数体残っている魔物が恐れからその場で動けずいるのを見ながら、ゼノは大剣を鞘に収めると、ポーチから一振りの剣を取り出した。ノーザラント商会のエッセから貰った剣だ。さすがに大きな商会だけあって、なかなかいい剣を手配してくれたようだ。
「残りはお前さんが――ん?」
オルグに声をかけようと背後を振り返れば、あんぐりと口を開けて固まっている冒険者達の列から、目をキラキラ輝かせたオルグと三つ編みの少女が、我先にと物凄い勢いでゼノの元にかけ寄って来るではないか。
「ゼノすげーーーーーーーーっ!!」
「流石です凄いです素敵です強すぎます感動です!!」
「お、おう……」
二人の勢いに圧倒されて思わず一歩後ろに下がってしまったのは致し方ない。
このまま飛びかかってきそうな勢いだ。
「あんなにいっぱい魔物いたのに! こんな一瞬でほぼいなくなった! すげーよ!本当にすげえ強――」
「最初の衝撃は風魔法じゃなくすべて斬撃ですよね? 斬撃を飛ばされるというお話は本当なんですね! ああ、でしたら上位魔族の魔核を一閃で斬り捨てるというのも事実でしょうか!? 魔法攻撃が効かないというのも、ルクシリア皇国騎士団に剣術指南を行っているのも、神剣の使い手だというのも――きゃんっ」
オルグを押し退け怒涛の勢いで質問をぶつけていた少女が、がしっ、と追いかけてきた少年に頭を抑えられてうずくまった。
ゼノはひくりと口元を引きつらせながら、無言のまま少年をみやった。
「すみません! こいつ伝説オタクで、そういうの目の当たりにするとおかしくなるんです!本当に失礼いたしました!」
ぐりぐりと頭を押さえられた少女が「もっと聞きたいことが……」と懲りてなさそうにぶつぶつ言っているのを見なかったことにして、ゼノは少年に手を振って気にしないと返しながら、取り出した剣をオルグに手渡す。
「これって……エッセが持ってきたやつだろ?」
「ああ。
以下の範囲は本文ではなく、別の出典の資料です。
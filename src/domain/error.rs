use thiserror::Error;

/// Authentication failures
#[derive(Debug, Clone, PartialEq, Eq, Error)]
pub enum AuthError {
    #[error("wrong username or password")]
    InvalidCredentials,
    #[error("token expired")]
    TokenExpired,
    #[error("{0}")]
    Unauthorized(String),
}

/// Everything that can go wrong while talking to the blog service.
///
/// None of these are fatal: the update loop turns each one into a
/// notification and keeps running.
#[derive(Debug, Clone, PartialEq, Eq, Error)]
pub enum ClientError {
    /// Rejected locally, nothing was sent
    #[error("{0}")]
    Validation(String),
    /// The server refused the payload; the message is shown verbatim
    #[error("{0}")]
    ServerValidation(String),
    #[error(transparent)]
    Auth(#[from] AuthError),
    /// The record no longer exists on the server
    #[error("{0}")]
    StaleRecord(String),
    #[error("{message}")]
    Server { status: u16, message: String },
    #[error("network error: {0}")]
    Transport(String),
}

impl ClientError {
    /// Classifies an error response from the API.
    ///
    /// The service reports most failures only through the `error` string
    /// of its payload, so the message is inspected before the status code.
    pub fn from_response(status: u16, message: impl Into<String>) -> Self {
        let message = message.into();
        let lowered = message.to_lowercase();

        if lowered.contains("token expired") {
            AuthError::TokenExpired.into()
        } else if lowered.contains("validation failed") {
            Self::ServerValidation(message)
        } else if status == 404 || lowered.contains("already deleted") {
            Self::StaleRecord(message)
        } else if status == 401 {
            AuthError::Unauthorized(message).into()
        } else {
            Self::Server { status, message }
        }
    }

    pub fn is_token_expired(&self) -> bool {
        matches!(self, Self::Auth(AuthError::TokenExpired))
    }

    pub fn is_stale_record(&self) -> bool {
        matches!(self, Self::StaleRecord(_))
    }
}

#[cfg(test)]
mod tests {
    use super::*;
    use rstest::rstest;

    #[rstest]
    #[case(401, "token expired", ClientError::Auth(AuthError::TokenExpired))]
    #[case(400, "jwt: Token expired at 12:00", ClientError::Auth(AuthError::TokenExpired))]
    #[case(
        400,
        "Blog validation failed: title: Path `title` is required.",
        ClientError::ServerValidation("Blog validation failed: title: Path `title` is required.".into())
    )]
    #[case(404, "blog not found", ClientError::StaleRecord("blog not found".into()))]
    #[case(400, "blog already deleted", ClientError::StaleRecord("blog already deleted".into()))]
    #[case(
        401,
        "token missing or invalid",
        ClientError::Auth(AuthError::Unauthorized("token missing or invalid".into()))
    )]
    #[case(500, "boom", ClientError::Server { status: 500, message: "boom".into() })]
    fn test_from_response(#[case] status: u16, #[case] message: &str, #[case] expected: ClientError) {
        assert_eq!(ClientError::from_response(status, message), expected);
    }

    #[test]
    fn test_display_is_verbatim_for_server_messages() {
        let err = ClientError::from_response(400, "Blog validation failed: url missing");
        assert_eq!(err.to_string(), "Blog validation failed: url missing");

        let err = ClientError::Server {
            status: 500,
            message: "internal".into(),
        };
        assert_eq!(err.to_string(), "internal");
    }

    #[test]
    fn test_predicates() {
        assert!(ClientError::from(AuthError::TokenExpired).is_token_expired());
        assert!(!ClientError::Validation("x".into()).is_token_expired());
        assert!(ClientError::StaleRecord("gone".into()).is_stale_record());
    }
}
ちょうどいいからお前さんにやるよ。身体強化してこの剣を教えたとおりに振ってみな」
低いうめき声を上げながらジリジリと後退していく向かって右側の魔物を示せば、オルグは剣と魔物を交互に見ながら、神妙な顔で頷いた。
「あの辺に残ってるのはお前さん達に任せていいか?」
左側に残っている魔物を示しながら、まだ呆然と突っ立っている冒険者達に問えば、ハッとしたように慌てて武器を構えたまま動きの鈍い魔物に向かって行った。
南門側の魔物はこれで大丈夫だろう。
レベルから見るに、一度暴走状態から醒めれば自分より格上の生物に向かって来るような習性は持っていない筈だ。
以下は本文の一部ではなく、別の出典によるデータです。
use secrecy::SecretString;
use serde::{Deserialize, Serialize};

use crate::domain::{Blog, NewBlog, User};

/// UI (TUI) specific sub-commands executed by the host/runtime
#[derive(Debug, Clone, PartialEq, Eq, Serialize, Deserialize)]
pub enum TuiCommand {
    // Render is orchestrated exclusively by AppRunner, not via TuiCommand.
    Resize { width: u16, height: u16 },
}

/// Elm-like command definitions
/// Represents side effects (network communication, storage I/O, timers)
///
/// Network commands carry the session generation they were issued in so
/// that their results can be dropped once the session has changed.
#[derive(Debug, Clone)]
pub enum Cmd {
    // Blog API
    FetchBlogs {
        generation: u64,
    },
    CreateBlog {
        generation: u64,
        blog: NewBlog,
    },
    UpdateBlog {
        generation: u64,
        blog: Blog,
    },
    DeleteBlog {
        generation: u64,
        blog: Blog,
    },

    // Session
    Login {
        generation: u64,
        username: String,
        password: SecretString,
    },
    RestoreSession,
    PersistSession {
        user: User,
    },
    ClearSession,
    SetAuthToken {
        token: Option<SecretString>,
    },

    // Timers
    ScheduleNotificationClear {
        id: u64,
        delay_ms: u64,
    },
    ScheduleLogout {
        generation: u64,
        delay_ms: u64,
    },

    // UI-related commands
    Tui(TuiCommand),
    /// Request a render; delivered via render_req_sender and drained by AppRunner
    RequestRender,

    // Logging related
    LogError {
        message: String,
    },
    LogInfo {
        message: String,
    },

    // Batch command (execute multiple commands together)
    Batch(Vec<Cmd>),

    // Do nothing (for testing)
    None,
}

impl Cmd {
    /// Combine multiple commands into one
    pub fn batch(commands: Vec<Cmd>) -> Cmd {
        let mut commands = commands;
        match commands.len() {
            0 => Cmd::None,
            1 => commands.pop().unwrap_or(Cmd::None),
            _ => Cmd::Batch(commands),
        }
    }

    /// Whether the command requires asynchronous processing
    pub fn is_async(&self) -> bool {
        match self {
            Cmd::FetchBlogs { .. }
            | Cmd::CreateBlog { .. }
            | Cmd::UpdateBlog { .. }
            | Cmd::DeleteBlog { .. }
            | Cmd::Login { .. }
            | Cmd::ScheduleNotificationClear { .. }
            | Cmd::ScheduleLogout { .. } => true,

            Cmd::RestoreSession
            | Cmd::PersistSession { .. }
            | Cmd::ClearSession
            | Cmd::SetAuthToken { .. }
            | Cmd::Tui(..)
            | Cmd::RequestRender
            | Cmd::LogError { .. }
            | Cmd::LogInfo { .. }
            | Cmd::None => false,

            Cmd::Batch(cmds) => cmds.iter().any(|cmd| cmd.is_async()),
        }
    }

    /// Whether the command talks to the blog service
    pub fn is_network(&self) -> bool {
        match self {
            Cmd::FetchBlogs { .. }
            | Cmd::CreateBlog { .. }
            | Cmd::UpdateBlog { .. }
            | Cmd::DeleteBlog { .. }
            | Cmd::Login { .. } => true,
            Cmd::Batch(cmds) => cmds.iter().any(|cmd| cmd.is_network()),
            _ => false,
        }
    }

    /// Human-readable command name for execution logs
    pub fn name(&self) -> String {
        match self {
            Cmd::FetchBlogs { .. } => "FetchBlogs".to_string(),
            Cmd::CreateBlog { .. } => "CreateBlog".to_string(),
            Cmd::UpdateBlog { .. } => "UpdateBlog".to_string(),
            Cmd::DeleteBlog { .. } => "DeleteBlog".to_string(),
            Cmd::Login { .. } => "Login".to_string(),
            Cmd::RestoreSession => "RestoreSession".to_string(),
            Cmd::PersistSession { .. } => "PersistSession".to_string(),
            Cmd::ClearSession => "ClearSession".to_string(),
            Cmd::SetAuthToken { .. } => "SetAuthToken".to_string(),
            Cmd::ScheduleNotificationClear { .. } => "ScheduleNotificationClear".to_string(),
            Cmd::ScheduleLogout { .. } => "ScheduleLogout".to_string(),
            Cmd::Tui(TuiCommand::Resize { .. }) => "Tui(Resize)".to_string(),
            Cmd::RequestRender => "RequestRender".to_string(),
            Cmd::LogError { .. } => "LogError".to_string(),
            Cmd::LogInfo { .. } => "LogInfo".to_string(),
            Cmd::Batch(cmds) => format!("Batch({})", cmds.len()),
            Cmd::None => "None".to_string(),
        }
    }
}
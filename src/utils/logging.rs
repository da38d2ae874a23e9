//! Logging utilities

use color_eyre::eyre::Result;
use tracing_error::ErrorLayer;
use tracing_subscriber::{
    self, prelude::__tracing_subscriber_SubscriberExt, util::SubscriberInitExt, Layer,
};

use super::paths::{get_data_dir, LOG_ENV, LOG_FILE};

/// Filter used when neither `RUST_LOG` nor `BLOGLIST_LOGLEVEL` is set
pub fn default_filter() -> String {
    format!(
        "{}=info,reqwest=warn,hyper=warn,hyper_util=warn",
        env!("CARGO_CRATE_NAME")
    )
}

/// Writes logs to `bloglist.log` in the data directory. The terminal is
/// owned by the TUI, so nothing is logged to stdout.
pub fn initialize_logging() -> Result<()> {
    let directory = get_data_dir();
    std::fs::create_dir_all(directory.clone())?;
    let log_path = directory.join(LOG_FILE.clone());
    let log_file = std::fs::File::create(&log_path)?;
    std::env::set_var(
        "RUST_LOG",
        std::env::var("RUST_LOG")
            .or_else(|_| std::env::var(LOG_ENV.clone()))
            .unwrap_or_else(|_| default_filter()),
    );
    let file_subscriber = tracing_subscriber::fmt::layer()
        .with_file(true)
        .with_line_number(true)
        .with_writer(log_file)
        .with_target(false)
        .with_ansi(false)
        .with_filter(tracing_subscriber::filter::EnvFilter::from_default_env());
    tracing_subscriber::registry()
        .with(file_subscriber)
        .with(ErrorLayer::default())
        .init();
    Ok(())
}

/// Similar to the `std::dbg!` macro, but generates `tracing` events rather
/// than printing to stdout.
///
/// By default, the verbosity level for the generated events is `DEBUG`, but
/// this can be customized.
#[macro_export]
macro_rules! trace_dbg {
    (target: $target:expr, level: $level:expr, $ex:expr) => {{
        match $ex {
            value => {
                tracing::event!(target: $target, $level, ?value, stringify!($ex));
                value
            }
        }
    }};
    (level: $level:expr, $ex:expr) => {
        trace_dbg!(target: module_path!(), level: $level, $ex)
    };
    (target: $target:expr, $ex:expr) => {
        trace_dbg!(target: $target, level: tracing::Level::DEBUG, $ex)
    };
    ($ex:expr) => {
        trace_dbg!(level: tracing::Level::DEBUG, $ex)
    };
}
魔物の暴走か……過去にいたな、そういうのを研究して操っていた奴が。
人為的な暴走だとするなら、魔物を街中に召喚する陣もあった筈だ。
「あいつの事だ何か手は打っていると思うが……さっさと戻った方が良さそうだな」
リタの事も気になるし、とゼノはミルデスタの方向を見ながら呟いた。